### SUPPLIED MATERIAL
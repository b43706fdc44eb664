//! APPX packer library
//!
//! Builds Microsoft APPX and APPXBUNDLE packages: ZIP64 archives carrying
//! the application payload, a synthesised `AppxBlockMap.xml` and
//! `[Content_Types].xml`, and an optional Authenticode PKCS#7 signature
//! (`AppxSignature.p7x`). Archives are deterministic: identical inputs and
//! identical signer output produce byte-identical files.

pub mod domain;
pub mod infra;
pub mod services;
pub mod types;

use std::fs::File;
use std::io::BufWriter;
use std::path::Path;

pub use infra::error::{PackagingError, PackagingResult};
pub use infra::inputs::FileMapping;
pub use services::packaging::write_appx;
pub use services::signing::SigningCredentials;
pub use types::{CompressionLevel, PivPin};

/// Packaging configuration.
#[derive(Debug, Clone)]
pub struct PackagingConfig {
    /// ZIP compression level; 0 stores every entry.
    pub compression_level: CompressionLevel,
    /// Produce an APPXBUNDLE instead of an APPX.
    pub bundle: bool,
    /// Signing credentials; omit to leave the package unsigned.
    pub credentials: Option<SigningCredentials>,
}

impl Default for PackagingConfig {
    fn default() -> Self {
        PackagingConfig {
            compression_level: CompressionLevel::STORE,
            bundle: false,
            credentials: None,
        }
    }
}

/// Packages `file_names` into an archive at `output_path`.
///
/// The output file is created (or truncated) first; on error the partial
/// file is closed and left for the caller to discard.
pub fn pack_appx(
    output_path: &Path,
    file_names: &FileMapping,
    config: &PackagingConfig,
) -> PackagingResult<()> {
    log::info!(
        "packaging {} inputs into {}",
        file_names.len(),
        output_path.display()
    );
    let file = File::create(output_path)
        .map_err(|e| PackagingError::Io(format!("{}: {e}", output_path.display())))?;
    let writer = BufWriter::new(file);
    write_appx(
        writer,
        file_names,
        config.credentials.as_ref(),
        config.compression_level,
        config.bundle,
    )
}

### TRY IT
Reproduce the material verbatim, line by line.

### OUTPUT BELOW
repository b43706fdc44eb664
//! APPX packer library
//!
//! Builds Microsoft APPX and APPXBUNDLE packages: ZIP64 archives carrying
//! the application payload, a synthesised `AppxBlockMap.xml` and
//! `[Content_Types].xml`, and an optional Authenticode PKCS#7 signature
//! (`AppxSignature.p7x`). Archives are deterministic: identical inputs and
//! identical signer output produce byte-identical files.

pub mod domain;
pub mod infra;
pub mod services;
pub mod types;

use std::fs::File;
use std::io::BufWriter;
use std::path::Path;

pub use infra::error::{PackagingError, PackagingResult};
pub use infra::inputs::FileMapping;
pub use services::packaging::write_appx;
pub use services::signing::SigningCredentials;
pub use types::{CompressionLevel, PivPin};

/// Packaging configuration.
#[derive(Debug, Clone)]
pub struct PackagingConfig {
    /// ZIP compression level; 0 stores every entry.
    pub compression_level: CompressionLevel,
    /// Produce an APPXBUNDLE instead of an APPX.
    pub bundle: bool,
    /// Signing credentials; omit to leave the package unsigned.
    pub credentials: Option<SigningCredentials>,
}

impl Default for PackagingConfig {
    fn default() -> Self {
        PackagingConfig {
            compression_level: CompressionLevel::STORE,
            bundle: false,
            credentials: None,
        }
    }
}

/// Packages `file_names` into an archive at `output_path`.
///
/// The output file is created (or truncated) first; on error the partial
/// file is closed and left for the caller to discard.
pub fn pack_appx(
    output_path: &Path,
    file_names: &FileMapping,
    config: &PackagingConfig,
) -> PackagingResult<()> {
    log::info!(
        "packaging {} inputs into {}",
        file_names.len(),
        output_path.display()
    );
    let file = File::create(output_path)
        .map_err(|e| PackagingError::Io(format!("{}: {e}", output_path.display())))?;
    let writer = BufWriter::new(file);
    write_appx(
        writer,
        file_names,
        config.credentials.as_ref(),
        config.compression_level,
        config.bundle,
    )
}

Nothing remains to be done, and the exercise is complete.